Materials provided:
// Copyright (c) 2018-2025  Brendan Molloy <brendan@bbqsrc.net>,
//                          Ilya Solovyiov <ilya.solovyiov@gmail.com>,
//                          Kai Ren <tyranron@gmail.com>
//
// Licensed under the Apache License, Version 2.0 <LICENSE-APACHE or
// http://www.apache.org/licenses/LICENSE-2.0> or the MIT license
// <LICENSE-MIT or http://opensource.org/licenses/MIT>, at your
// option. This file may not be copied, modified, or distributed
// except according to those terms.

//! Line-oriented [Gherkin]-style feature runner.
//!
//! Step handlers are plain Rust closures registered against regular
//! expressions in a [`step::Collection`]. Feature texts are parsed against
//! that [`step::Collection`] into a [`feature::Program`], in which every step
//! line is already bound to exactly one handler, and only then executed by a
//! [`runner::Engine`], reporting [`Event`]s to a [`Writer`].
//!
//! ```rust
//! # use cukes::{step::Collection, writer, Cukes, Isolation, Reporter};
//! #
//! let mut steps = Collection::<Vec<String>>::new();
//! steps
//!     .given(r"^an empty list$", |_: Isolation<Vec<String>>| {})
//!     .unwrap()
//!     .when(r"^I push (\w+)$", |l: Isolation<Vec<String>>, item: String| {
//!         l.borrow_mut().push(item);
//!     })
//!     .unwrap()
//!     .then(
//!         r"^the list has (\d+) items?$",
//!         |l: Isolation<Vec<String>>, n: usize, r: Reporter| {
//!             if l.borrow().len() != n {
//!                 r.error(format!("list is {:?}", l.borrow()));
//!             }
//!         },
//!     )
//!     .unwrap();
//!
//! let report = Cukes::new(steps)
//!     .with_writer(writer::Discard)
//!     .run_str(
//!         "Feature: lists\n\
//!          \n\
//!          Background:\n\
//!          Given an empty list\n\
//!          \n\
//!          Scenario: pushing\n\
//!          When I push apples\n\
//!          And I push pears\n\
//!          Then the list has 2 items\n",
//!     )
//!     .unwrap();
//!
//! assert!(report.passed());
//! ```
//!
//! [Gherkin]: https://cucumber.io/docs/gherkin/reference

#![cfg_attr(docsrs, feature(doc_auto_cfg))]
#![deny(nonstandard_style, trivial_casts, trivial_numeric_casts)]
#![forbid(non_ascii_idents, unsafe_code)]
#![warn(
    clippy::clone_on_ref_ptr,
    clippy::dbg_macro,
    clippy::expect_used,
    clippy::get_unwrap,
    clippy::unwrap_used,
    missing_debug_implementations,
    missing_docs
)]
#![cfg_attr(test, allow(clippy::unwrap_used))]

pub mod cli;
mod cukes;
pub mod error;
pub mod event;
pub mod feature;
pub mod param;
pub mod parser;
pub mod runner;
pub mod step;
pub mod writer;

#[doc(inline)]
pub use self::{
    cukes::{Cukes, RunReport},
    error::RunError,
    event::Event,
    param::{Isolation, Reporter},
    parser::Parser,
    step::Collection,
    writer::Writer,
};
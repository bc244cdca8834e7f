// Copyright (c) 2018-2025  Brendan Molloy <brendan@bbqsrc.net>,
//                          Ilya Solovyiov <ilya.solovyiov@gmail.com>,
//                          Kai Ren <tyranron@gmail.com>
//
// Licensed under the Apache License, Version 2.0 <LICENSE-APACHE or
// http://www.apache.org/licenses/LICENSE-2.0> or the MIT license
// <LICENSE-MIT or http://opensource.org/licenses/MIT>, at your
// option. This file may not be copied, modified, or distributed
// except according to those terms.

//! Line-oriented parser of [Gherkin]-style feature texts.
//!
//! The [`Parser`] makes a single pass over the text, driven by a stack of
//! [`Mode`]s, and binds every step line to the single pattern of a
//! [`Collection`] matching it.
//!
//! [Gherkin]: https://cucumber.io/docs/gherkin/reference

mod error;
mod line;
mod listing;
mod text_block;

use crate::{
    feature::{
        Background, BoundStep, Keyword, Marker, MarkerKind, Node, Program,
    },
    param,
    step::{AmbiguousMatchError, Collection, FindError},
};

use self::{line::Kind, text_block::TextBlock};

#[doc(inline)]
pub use self::{
    error::{NoMatchingStep, ParseError, Rejected},
    listing::{Line, Listing, Note},
};

/// Position of an already bound step.
#[derive(Clone, Copy, Debug, Eq, PartialEq)]
pub(crate) enum StepRef {
    /// Index in the main node sequence.
    Node(usize),

    /// Index in the steps of the closed `Background:`.
    Background(usize),
}

/// Parsing mode, kept on a stack.
#[derive(Clone, Copy, Debug, Eq, PartialEq)]
pub enum Mode {
    /// Initial mode, also pushed by every `Scenario:` line.
    Declaration,

    /// Free text following a `Feature:` line.
    Narrative,

    /// Inside of a `Background:` region.
    Background,

    /// After a `Given` step.
    Given,

    /// After a `When` step.
    When,

    /// After a `Then` step.
    Then,

    /// Inside of a `"""` text block.
    TextBlock,

    /// Inside of an unsupported `Examples:` section.
    Example,
}
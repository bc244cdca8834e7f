// Copyright (c) 2018-2025  Brendan Molloy <brendan@bbqsrc.net>,
//                          Ilya Solovyiov <ilya.solovyiov@gmail.com>,
//                          Kai Ren <tyranron@gmail.com>
//
// Licensed under the Apache License, Version 2.0 <LICENSE-APACHE or
// http://www.apache.org/licenses/LICENSE-2.0> or the MIT license
// <LICENSE-MIT or http://opensource.org/licenses/MIT>, at your
// option. This file may not be copied, modified, or distributed
// except according to those terms.

//! [`Regex`] wrapper keyed by its pattern text.

use std::{
    cmp::Ordering,
    hash::{Hash, Hasher},
};

use derive_more::{Deref, Display};
use regex::Regex;

/// [`Regex`] wrapper implementing [`Eq`], [`Ord`] and [`Hash`] over the
/// literal pattern text.
///
/// Two differently written but equivalent patterns (`a+` and `aa*`) are
/// distinct values.
#[derive(Clone, Debug, Deref, Display)]
pub struct HashableRegex(Regex);

impl HashableRegex {
    /// Compiles the given `pattern`.
    ///
    /// # Errors
    ///
    /// If `pattern` is not a valid [`Regex`].
    pub fn new(pattern: &str) -> Result<Self, regex::Error> {
        Regex::new(pattern).map(Self)
    }

    /// Returns the pattern text.
    #[must_use]
    pub fn as_str(&self) -> &str {
        self.0.as_str()
    }
}

impl From<Regex> for HashableRegex {
    fn from(re: Regex) -> Self {
        Self(re)
    }
}

impl Hash for HashableRegex {
    fn hash<H: Hasher>(&self, state: &mut H) {
        self.0.as_str().hash(state);
    }
}

impl PartialEq for HashableRegex {
    fn eq(&self, other: &Self) -> bool {
        self.0.as_str() == other.0.as_str()
    }
}

impl Eq for HashableRegex {}

impl PartialOrd for HashableRegex {
    fn partial_cmp(&self, other: &Self) -> Option<Ordering> {
        Some(self.cmp(other))
    }
}

impl Ord for HashableRegex {
    fn cmp(&self, other: &Self) -> Ordering {
        self.0.as_str().cmp(other.0.as_str())
    }
}
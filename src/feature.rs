// Copyright (c) 2018-2025  Brendan Molloy <brendan@bbqsrc.net>,
//                          Ilya Solovyiov <ilya.solovyiov@gmail.com>,
//                          Kai Ren <tyranron@gmail.com>
//
// Licensed under the Apache License, Version 2.0 <LICENSE-APACHE or
// http://www.apache.org/licenses/LICENSE-2.0> or the MIT license
// <LICENSE-MIT or http://opensource.org/licenses/MIT>, at your
// option. This file may not be copied, modified, or distributed
// except according to those terms.

//! Parsed feature: the ordered step program consumed by the [`Engine`].
//!
//! [`Engine`]: crate::runner::Engine

use derive_more::Display;

use crate::{parser::Listing, step::Match};

/// Class of a step line.
///
/// An `And` line takes the class of the step preceding it.
#[derive(Clone, Copy, Debug, Display, Eq, Hash, PartialEq)]
pub enum Keyword {
    /// [Given](https://cucumber.io/docs/gherkin/reference#given) step.
    Given,

    /// [When](https://cucumber.io/docs/gherkin/reference#when) step.
    When,

    /// [Then](https://cucumber.io/docs/gherkin/reference#then) step.
    Then,
}

/// Step line bound to the handler whose pattern matched it.
#[derive(Clone, Debug, Eq, PartialEq)]
pub struct BoundStep {
    /// Resolved class of the step.
    pub keyword: Keyword,

    /// Whether the line was written with `And`.
    pub conjunction: bool,

    /// 1-based line number in the feature text.
    pub line: usize,

    /// Successful [`Match`] of the step text.
    pub matched: Match,

    /// Arguments for the handler: the captured groups followed by the text
    /// block attached to this step, if any.
    pub args: Vec<String>,

    /// Text block attached to this step, if any.
    pub docstring: Option<String>,
}

impl BoundStep {
    /// Step text without its keyword.
    #[must_use]
    pub fn text(&self) -> &str {
        &self.matched.text
    }

    /// Keyword as written in the feature text.
    #[must_use]
    pub fn written_keyword(&self) -> String {
        if self.conjunction {
            "And".into()
        } else {
            self.keyword.to_string()
        }
    }
}

/// Kind of a structural [`Marker`].
#[derive(Clone, Copy, Debug, Display, Eq, PartialEq)]
pub enum MarkerKind {
    /// `Background:` line.
    Background,

    /// `Scenario:` or `Scenario Outline:` line.
    Scenario,
}

/// Structural declaration line delimiting a region of steps.
#[derive(Clone, Debug, Eq, PartialEq)]
pub struct Marker {
    /// Kind of this [`Marker`].
    pub kind: MarkerKind,

    /// Name following the declaration keyword.
    pub name: String,

    /// 1-based line number in the feature text.
    pub line: usize,
}

/// Element of a [`Program`].
#[derive(Clone, Debug, Eq, PartialEq)]
pub enum Node {
    /// Structural declaration without arguments.
    Marker(Marker),

    /// Step bound to a handler.
    Step(BoundStep),
}

/// Steps re-run before every scenario of a feature.
#[derive(Clone, Debug, Eq, PartialEq)]
pub struct Background {
    /// Name following `Background:`.
    pub name: String,

    /// 1-based line number of the `Background:` line.
    pub line: usize,

    /// Steps of the background, in order.
    pub steps: Vec<BoundStep>,
}

/// Parsed feature text, ready to be executed once by an [`Engine`].
///
/// [`Engine`]: crate::runner::Engine
#[derive(Clone, Debug, Eq, PartialEq)]
pub struct Program {
    /// Description following `Feature:`, if the text declared one.
    pub name: Option<String>,

    /// Free text following the `Feature:` line.
    pub narrative: Vec<String>,

    /// Background of the feature, if declared.
    pub background: Option<Background>,

    /// Scenario markers interleaved with their steps.
    pub nodes: Vec<Node>,

    /// Annotated listing of every line of the feature text.
    pub listing: Listing,
}

impl Program {
    /// Iterates over the scenario [`Marker`]s.
    pub fn scenarios(&self) -> impl Iterator<Item = &Marker> + '_ {
        self.nodes.iter().filter_map(|n| match n {
            Node::Marker(m) if m.kind == MarkerKind::Scenario => Some(m),
            Node::Marker(_) | Node::Step(_) => None,
        })
    }

    /// Iterates over every [`BoundStep`], background ones first.
    pub fn steps(&self) -> impl Iterator<Item = &BoundStep> + '_ {
        self.background
            .iter()
            .flat_map(|bg| bg.steps.iter())
            .chain(self.nodes.iter().filter_map(|n| match n {
                Node::Step(s) => Some(s),
                Node::Marker(_) => None,
            }))
    }
}
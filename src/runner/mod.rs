// Copyright (c) 2018-2025  Brendan Molloy <brendan@bbqsrc.net>,
//                          Ilya Solovyiov <ilya.solovyiov@gmail.com>,
//                          Kai Ren <tyranron@gmail.com>
//
// Licensed under the Apache License, Version 2.0 <LICENSE-APACHE or
// http://www.apache.org/licenses/LICENSE-2.0> or the MIT license
// <LICENSE-MIT or http://opensource.org/licenses/MIT>, at your
// option. This file may not be copied, modified, or distributed
// except according to those terms.

//! Tools for executing a parsed [`Program`].
//!
//! # Order guarantees
//!
//! Execution is single-threaded and synchronous, so [`Event`]s reach the
//! [`Writer`] in a [happened-before] order: [`Event::ScenarioStarted`] of a
//! scenario predates its background steps, which predate its own steps in
//! declaration order, and [`Event::ScenarioFinished`] is the last one.
//!
//! [`Event`]: crate::Event
//! [`Event::ScenarioFinished`]: crate::Event::ScenarioFinished
//! [`Event::ScenarioStarted`]: crate::Event::ScenarioStarted
//! [`Program`]: crate::feature::Program
//! [`Writer`]: crate::Writer
//! [happened-before]: https://en.wikipedia.org/wiki/Happened-before

mod engine;

use regex::Regex;

#[doc(inline)]
pub use self::engine::Engine;

/// CLI options of an [`Engine`].
#[derive(Clone, Debug, Default, clap::Args)]
#[group(skip)]
pub struct Cli {
    /// Stop the feature at the first failed scenario.
    #[arg(long, global = true, visible_alias = "ff")]
    pub fail_fast: bool,

    /// Only parse the features and output their annotated listings.
    #[arg(long, global = true)]
    pub lint: bool,
}

/// Options of an [`Engine`] run.
#[derive(Clone, Debug, Default)]
pub struct Options {
    /// Only scenarios whose name matches are run.
    pub name_filter: Option<Regex>,

    /// Whether to stop at the first failed scenario.
    pub fail_fast: bool,
}
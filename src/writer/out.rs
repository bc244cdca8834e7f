// Copyright (c) 2018-2025  Brendan Molloy <brendan@bbqsrc.net>,
//                          Ilya Solovyiov <ilya.solovyiov@gmail.com>,
//                          Kai Ren <tyranron@gmail.com>
//
// Licensed under the Apache License, Version 2.0 <LICENSE-APACHE or
// http://www.apache.org/licenses/LICENSE-2.0> or the MIT license
// <LICENSE-MIT or http://opensource.org/licenses/MIT>, at your
// option. This file may not be copied, modified, or distributed
// except according to those terms.

//! Tools for writing output.

use std::{borrow::Cow, io, str};

use console::{Style, Term};
use derive_more::{Deref, Display, From};

use super::Coloring;

/// [`Style`]s for terminal output.
#[derive(Clone, Debug)]
pub struct Styles {
    /// [`Style`] for rendering successful events.
    pub ok: Style,

    /// [`Style`] for rendering skipped events.
    pub skipped: Style,

    /// [`Style`] for rendering errors and failed events.
    pub err: Style,

    /// [`Style`] for rendering headers.
    pub header: Style,

    /// [`Style`] for rendering __bold__.
    pub bold: Style,

    /// Indicates whether the output is styled at all.
    pub is_present: bool,
}

impl Default for Styles {
    fn default() -> Self {
        Self {
            ok: Style::new().green(),
            skipped: Style::new().cyan(),
            err: Style::new().red(),
            header: Style::new().blue(),
            bold: Style::new().bold(),
            is_present: Term::stdout().is_term() && console::colors_enabled(),
        }
    }
}

impl Styles {
    /// Creates new [`Styles`].
    #[must_use]
    pub fn new() -> Self {
        Self::default()
    }

    /// Applies the given [`Coloring`] policy.
    pub fn apply_coloring(&mut self, color: Coloring) {
        match color {
            Coloring::Auto => {}
            Coloring::Always => {
                self.is_present = true;
                for style in [
                    &mut self.ok,
                    &mut self.skipped,
                    &mut self.err,
                    &mut self.header,
                    &mut self.bold,
                ] {
                    *style = style.clone().force_styling(true);
                }
            }
            Coloring::Never => self.is_present = false,
        }
    }

    /// Colors `input` with [`Styles::ok`] if styling is enabled.
    #[must_use]
    pub fn ok<'a>(&self, input: impl Into<Cow<'a, str>>) -> Cow<'a, str> {
        self.paint(&self.ok, input)
    }

    /// Colors `input` with [`Styles::skipped`] if styling is enabled.
    #[must_use]
    pub fn skipped<'a>(&self, input: impl Into<Cow<'a, str>>) -> Cow<'a, str> {
        self.paint(&self.skipped, input)
    }

    /// Colors `input` with [`Styles::err`] if styling is enabled.
    #[must_use]
    pub fn err<'a>(&self, input: impl Into<Cow<'a, str>>) -> Cow<'a, str> {
        self.paint(&self.err, input)
    }

    /// Colors `input` with [`Styles::header`] if styling is enabled.
    #[must_use]
    pub fn header<'a>(&self, input: impl Into<Cow<'a, str>>) -> Cow<'a, str> {
        self.paint(&self.header, input)
    }

    /// Makes `input` __bold__ if styling is enabled.
    #[must_use]
    pub fn bold<'a>(&self, input: impl Into<Cow<'a, str>>) -> Cow<'a, str> {
        self.paint(&self.bold, input)
    }

    fn paint<'a>(
        &self,
        style: &Style,
        input: impl Into<Cow<'a, str>>,
    ) -> Cow<'a, str> {
        if self.is_present {
            style.apply_to(input.into()).to_string().into()
        } else {
            input.into()
        }
    }
}

/// [`io::Write`] extension for easier manipulation with strings.
pub trait WriteStrExt: io::Write {
    /// Writes the given `string` into this writer.
    ///
    /// # Errors
    ///
    /// If this writer fails to write the given `string`.
    fn write_str(&mut self, string: impl AsRef<str>) -> io::Result<()> {
        self.write_all(string.as_ref().as_bytes())
    }

    /// Writes the given `string` into this writer followed by a newline.
    ///
    /// # Errors
    ///
    /// If this writer fails to write the given `string`.
    fn write_line(&mut self, string: impl AsRef<str>) -> io::Result<()> {
        self.write_str(string.as_ref())
            .and_then(|()| self.write_str("\n"))
    }
}

impl<T: io::Write + ?Sized> WriteStrExt for T {}

/// [`String`] wrapper implementing [`io::Write`].
#[derive(Clone, Debug, Default, Deref, Display, Eq, From, PartialEq)]
pub struct WritableString(pub String);

impl io::Write for WritableString {
    fn write(&mut self, buf: &[u8]) -> io::Result<usize> {
        self.0.push_str(
            str::from_utf8(buf)
                .map_err(|e| io::Error::new(io::ErrorKind::InvalidData, e))?,
        );
        Ok(buf.len())
    }

    fn flush(&mut self) -> io::Result<()> {
        Ok(())
    }
}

Work task:
Your answer should be each line from the entries that includes the string "usize".

Exercise result:
//!         |l: Isolation<Vec<String>>, n: usize, r: Reporter| {
    Node(usize),
    Background(usize),
    pub line: usize,
    pub line: usize,
    pub line: usize,
    fn write(&mut self, buf: &[u8]) -> io::Result<usize> {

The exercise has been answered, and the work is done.